GIVEN ENTRIES ::
■ ■ ■ ■
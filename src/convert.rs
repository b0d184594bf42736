//! Request orchestration: fetch → (extract and/or rasterise) → assemble.
//!
//! Each entry point is all-or-nothing. Zoom is validated before any network
//! I/O, and nothing touches the disk until the download succeeded.
//!
//! ## Scratch files
//!
//! The parsing service client needs a file path. Every call gets its own
//! uniquely-named [`tempfile::NamedTempFile`], written on the blocking pool.
//! The file is removed when the guard drops, whether extraction succeeded,
//! failed, or the request future was cancelled. Concurrent requests therefore never share a path.

use crate::config::ServerConfig;
use crate::error::Pdf2PngError;
use crate::output::{PageImage, RenderedPage};
use crate::pipeline::extract::{LlamaParseClient, MarkdownExtractor};
use crate::pipeline::fetch::Fetcher;
use crate::pipeline::render::{self, Zoom};
use std::io::Write;
use std::sync::Arc;
use std::time::{Duration, Instant};
use tracing::{debug, info};

/// Everything a request needs, shared across requests.
#[derive(Clone)]
pub struct Converter {
    fetcher: Fetcher,
    extractor: Arc<dyn MarkdownExtractor>,
    render_timeout: Duration,
}

impl Converter {
    pub fn new(
        fetcher: Fetcher,
        extractor: Arc<dyn MarkdownExtractor>,
        render_timeout: Duration,
    ) -> Self {
        Self {
            fetcher,
            extractor,
            render_timeout,
        }
    }

    /// Wire up the real HTTP fetcher and the LlamaParse client from `config`.
    pub fn from_config(config: &ServerConfig) -> Result<Self, Pdf2PngError> {
        let fetcher = Fetcher::new(config.download_timeout())?;
        let extractor = LlamaParseClient::new(
            config.parser_base_url.clone(),
            config.parser_api_key.clone(),
            config.extraction_timeout(),
            config.poll_interval(),
        )?;
        Ok(Self::new(
            fetcher,
            Arc::new(extractor),
            config.render_timeout(),
        ))
    }

    /// Download `url` and rasterise every page at `zoom`.
    pub async fn convert_to_images(
        &self,
        url: &str,
        zoom: i64,
    ) -> Result<Vec<PageImage>, Pdf2PngError> {
        Zoom::new(zoom)?;
        let start = Instant::now();
        let pdf = Arc::new(self.fetcher.fetch(url).await?);
        let pages = self.render(pdf, zoom).await?;
        info!(
            "Converted {} pages from {} in {}ms",
            pages.len(),
            url,
            start.elapsed().as_millis()
        );
        Ok(pages.iter().map(RenderedPage::to_page_image).collect())
    }

    /// Download `url` and extract per-page Markdown.
    pub async fn parse_to_markdown(&self, url: &str) -> Result<Vec<String>, Pdf2PngError> {
        let start = Instant::now();
        let pdf = Arc::new(self.fetcher.fetch(url).await?);
        let pages = self.extract(pdf).await?;
        info!(
            "Extracted {} Markdown pages from {} in {}ms",
            pages.len(),
            url,
            start.elapsed().as_millis()
        );
        Ok(pages)
    }

    /// Download `url` once, then extract Markdown and rasterise concurrently.
    pub async fn process(
        &self,
        url: &str,
        zoom: i64,
    ) -> Result<(Vec<String>, Vec<PageImage>), Pdf2PngError> {
        Zoom::new(zoom)?;
        let start = Instant::now();
        let pdf = Arc::new(self.fetcher.fetch(url).await?);

        let (markdown, rendered) =
            tokio::try_join!(self.extract(Arc::clone(&pdf)), self.render(pdf, zoom))?;

        info!(
            "Processed {}: {} Markdown pages, {} images in {}ms",
            url,
            markdown.len(),
            rendered.len(),
            start.elapsed().as_millis()
        );
        let images = rendered.iter().map(RenderedPage::to_page_image).collect();
        Ok((markdown, images))
    }

    async fn render(
        &self,
        pdf: Arc<Vec<u8>>,
        zoom: i64,
    ) -> Result<Vec<RenderedPage>, Pdf2PngError> {
        render::render_pages(pdf, zoom, self.render_timeout).await
    }

    async fn extract(&self, pdf: Arc<Vec<u8>>) -> Result<Vec<String>, Pdf2PngError> {
        let scratch = tokio::task::spawn_blocking(move || write_scratch_file(&pdf))
            .await
            .map_err(|e| Pdf2PngError::Internal(format!("Scratch write task failed: {}", e)))??;
        debug!("Scratch file for parsing: {}", scratch.path().display());
        // `scratch` is dropped (and the file deleted) when this returns
        self.extractor.extract(scratch.path()).await
    }
}

/// Persist `bytes` to a fresh, uniquely-named temporary `.pdf` file.
fn write_scratch_file(bytes: &[u8]) -> Result<tempfile::NamedTempFile, Pdf2PngError> {
    let mut tmp = tempfile::Builder::new()
        .prefix("pdf2png-")
        .suffix(".pdf")
        .tempfile()
        .map_err(Pdf2PngError::ScratchFile)?;
    tmp.write_all(bytes).map_err(Pdf2PngError::ScratchFile)?;
    tmp.flush().map_err(Pdf2PngError::ScratchFile)?;
    Ok(tmp)
}
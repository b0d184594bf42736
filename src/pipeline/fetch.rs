//! Source download: fetch the PDF bytes behind a URL.
//!
//! The bytes stay in memory. Rasterisation reads them directly through
//! pdfium's byte-slice loader; only Markdown extraction needs a file on disk,
//! and that file is created per request by [`crate::convert`].
//!
//! No scheme or reachability validation happens here beyond what reqwest
//! performs. Redirects follow reqwest's default policy.

use crate::error::{Pdf2PngError, Stage};
use std::time::Duration;
use tracing::{debug, info};

/// Downloads source documents over HTTP.
///
/// Cheap to clone: the inner `reqwest::Client` shares its connection pool.
#[derive(Debug, Clone)]
pub struct Fetcher {
    client: reqwest::Client,
    timeout: Duration,
}

impl Fetcher {
    /// Build a fetcher whose calls time out after `timeout` unless
    /// [`Fetcher::fetch_with_timeout`] overrides it.
    pub fn new(timeout: Duration) -> Result<Self, Pdf2PngError> {
        let client = reqwest::Client::builder()
            .user_agent(concat!("pdf2png-api/", env!("CARGO_PKG_VERSION")))
            .build()
            .map_err(|e| Pdf2PngError::Internal(format!("HTTP client: {e}")))?;
        Ok(Self { client, timeout })
    }

    /// Download `url` with the default timeout.
    pub async fn fetch(&self, url: &str) -> Result<Vec<u8>, Pdf2PngError> {
        self.fetch_with_timeout(url, self.timeout).await
    }

    /// Download `url`, failing with [`Pdf2PngError::Timeout`] after `timeout`.
    pub async fn fetch_with_timeout(
        &self,
        url: &str,
        timeout: Duration,
    ) -> Result<Vec<u8>, Pdf2PngError> {
        info!("Downloading PDF from: {}", url);

        let to_error = |e: reqwest::Error| {
            if e.is_timeout() {
                Pdf2PngError::Timeout {
                    stage: Stage::Download,
                    secs: timeout.as_secs(),
                }
            } else {
                Pdf2PngError::DownloadFailed {
                    url: url.to_string(),
                    status: e.status().map(|s| s.as_u16()),
                    reason: e.to_string(),
                }
            }
        };

        let response = self
            .client
            .get(url)
            .timeout(timeout)
            .send()
            .await
            .map_err(to_error)?;

        let status = response.status();
        if !status.is_success() {
            return Err(Pdf2PngError::DownloadFailed {
                url: url.to_string(),
                status: Some(status.as_u16()),
                reason: format!("HTTP {}", status),
            });
        }

        let bytes = response.bytes().await.map_err(to_error)?;
        debug!("Downloaded {} bytes from {}", bytes.len(), url);

        Ok(bytes.to_vec())
    }
}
■ ■ ■ ■
GOAL OF THE EXERCISE ::
Go through the data above and return every line exactly.

WORKED SOLUTION ::
filename src/convert.rs
repository b0d184594bf42736
//! Request orchestration: fetch → (extract and/or rasterise) → assemble.
//!
//! Each entry point is all-or-nothing. Zoom is validated before any network
//! I/O, and nothing touches the disk until the download succeeded.
//!
//! ## Scratch files
//!
//! The parsing service client needs a file path. Every call gets its own
//! uniquely-named [`tempfile::NamedTempFile`], written on the blocking pool.
//! The file is removed when the guard drops, whether extraction succeeded,
//! failed, or the request future was cancelled. Concurrent requests therefore never share a path.

use crate::config::ServerConfig;
use crate::error::Pdf2PngError;
use crate::output::{PageImage, RenderedPage};
use crate::pipeline::extract::{LlamaParseClient, MarkdownExtractor};
use crate::pipeline::fetch::Fetcher;
use crate::pipeline::render::{self, Zoom};
use std::io::Write;
use std::sync::Arc;
use std::time::{Duration, Instant};
use tracing::{debug, info};

/// Everything a request needs, shared across requests.
#[derive(Clone)]
pub struct Converter {
    fetcher: Fetcher,
    extractor: Arc<dyn MarkdownExtractor>,
    render_timeout: Duration,
}

impl Converter {
    pub fn new(
        fetcher: Fetcher,
        extractor: Arc<dyn MarkdownExtractor>,
        render_timeout: Duration,
    ) -> Self {
        Self {
            fetcher,
            extractor,
            render_timeout,
        }
    }

    /// Wire up the real HTTP fetcher and the LlamaParse client from `config`.
    pub fn from_config(config: &ServerConfig) -> Result<Self, Pdf2PngError> {
        let fetcher = Fetcher::new(config.download_timeout())?;
        let extractor = LlamaParseClient::new(
            config.parser_base_url.clone(),
            config.parser_api_key.clone(),
            config.extraction_timeout(),
            config.poll_interval(),
        )?;
        Ok(Self::new(
            fetcher,
            Arc::new(extractor),
            config.render_timeout(),
        ))
    }

    /// Download `url` and rasterise every page at `zoom`.
    pub async fn convert_to_images(
        &self,
        url: &str,
        zoom: i64,
    ) -> Result<Vec<PageImage>, Pdf2PngError> {
        Zoom::new(zoom)?;
        let start = Instant::now();
        let pdf = Arc::new(self.fetcher.fetch(url).await?);
        let pages = self.render(pdf, zoom).await?;
        info!(
            "Converted {} pages from {} in {}ms",
            pages.len(),
            url,
            start.elapsed().as_millis()
        );
        Ok(pages.iter().map(RenderedPage::to_page_image).collect())
    }

    /// Download `url` and extract per-page Markdown.
    pub async fn parse_to_markdown(&self, url: &str) -> Result<Vec<String>, Pdf2PngError> {
        let start = Instant::now();
        let pdf = Arc::new(self.fetcher.fetch(url).await?);
        let pages = self.extract(pdf).await?;
        info!(
            "Extracted {} Markdown pages from {} in {}ms",
            pages.len(),
            url,
            start.elapsed().as_millis()
        );
        Ok(pages)
    }

    /// Download `url` once, then extract Markdown and rasterise concurrently.
    pub async fn process(
        &self,
        url: &str,
        zoom: i64,
    ) -> Result<(Vec<String>, Vec<PageImage>), Pdf2PngError> {
        Zoom::new(zoom)?;
        let start = Instant::now();
        let pdf = Arc::new(self.fetcher.fetch(url).await?);

        let (markdown, rendered) =
            tokio::try_join!(self.extract(Arc::clone(&pdf)), self.render(pdf, zoom))?;

        info!(
            "Processed {}: {} Markdown pages, {} images in {}ms",
            url,
            markdown.len(),
            rendered.len(),
            start.elapsed().as_millis()
        );
        let images = rendered.iter().map(RenderedPage::to_page_image).collect();
        Ok((markdown, images))
    }

    async fn render(
        &self,
        pdf: Arc<Vec<u8>>,
        zoom: i64,
    ) -> Result<Vec<RenderedPage>, Pdf2PngError> {
        render::render_pages(pdf, zoom, self.render_timeout).await
    }

    async fn extract(&self, pdf: Arc<Vec<u8>>) -> Result<Vec<String>, Pdf2PngError> {
        let scratch = tokio::task::spawn_blocking(move || write_scratch_file(&pdf))
            .await
            .map_err(|e| Pdf2PngError::Internal(format!("Scratch write task failed: {}", e)))??;
        debug!("Scratch file for parsing: {}", scratch.path().display());
        // `scratch` is dropped (and the file deleted) when this returns
        self.extractor.extract(scratch.path()).await
    }
}

/// Persist `bytes` to a fresh, uniquely-named temporary `.pdf` file.
fn write_scratch_file(bytes: &[u8]) -> Result<tempfile::NamedTempFile, Pdf2PngError> {
    let mut tmp = tempfile::Builder::new()
        .prefix("pdf2png-")
        .suffix(".pdf")
        .tempfile()
        .map_err(Pdf2PngError::ScratchFile)?;
    tmp.write_all(bytes).map_err(Pdf2PngError::ScratchFile)?;
    tmp.flush().map_err(Pdf2PngError::ScratchFile)?;
    Ok(tmp)
}
repository b0d184594bf42736
filename src/pipeline/fetch.rs
//! Source download: fetch the PDF bytes behind a URL.
//!
//! The bytes stay in memory. Rasterisation reads them directly through
//! pdfium's byte-slice loader; only Markdown extraction needs a file on disk,
//! and that file is created per request by [`crate::convert`].
//!
//! No scheme or reachability validation happens here beyond what reqwest
//! performs. Redirects follow reqwest's default policy.

use crate::error::{Pdf2PngError, Stage};
use std::time::Duration;
use tracing::{debug, info};

/// Downloads source documents over HTTP.
///
/// Cheap to clone: the inner `reqwest::Client` shares its connection pool.
#[derive(Debug, Clone)]
pub struct Fetcher {
    client: reqwest::Client,
    timeout: Duration,
}

impl Fetcher {
    /// Build a fetcher whose calls time out after `timeout` unless
    /// [`Fetcher::fetch_with_timeout`] overrides it.
    pub fn new(timeout: Duration) -> Result<Self, Pdf2PngError> {
        let client = reqwest::Client::builder()
            .user_agent(concat!("pdf2png-api/", env!("CARGO_PKG_VERSION")))
            .build()
            .map_err(|e| Pdf2PngError::Internal(format!("HTTP client: {e}")))?;
        Ok(Self { client, timeout })
    }

    /// Download `url` with the default timeout.
    pub async fn fetch(&self, url: &str) -> Result<Vec<u8>, Pdf2PngError> {
        self.fetch_with_timeout(url, self.timeout).await
    }

    /// Download `url`, failing with [`Pdf2PngError::Timeout`] after `timeout`.
    pub async fn fetch_with_timeout(
        &self,
        url: &str,
        timeout: Duration,
    ) -> Result<Vec<u8>, Pdf2PngError> {
        info!("Downloading PDF from: {}", url);

        let to_error = |e: reqwest::Error| {
            if e.is_timeout() {
                Pdf2PngError::Timeout {
                    stage: Stage::Download,
                    secs: timeout.as_secs(),
                }
            } else {
                Pdf2PngError::DownloadFailed {
                    url: url.to_string(),
                    status: e.status().map(|s| s.as_u16()),
                    reason: e.to_string(),
                }
            }
        };

        let response = self
            .client
            .get(url)
            .timeout(timeout)
            .send()
            .await
            .map_err(to_error)?;

        let status = response.status();
        if !status.is_success() {
            return Err(Pdf2PngError::DownloadFailed {
                url: url.to_string(),
                status: Some(status.as_u16()),
                reason: format!("HTTP {}", status),
            });
        }

        let bytes = response.bytes().await.map_err(to_error)?;
        debug!("Downloaded {} bytes from {}", bytes.len(), url);

        Ok(bytes.to_vec())
    }
}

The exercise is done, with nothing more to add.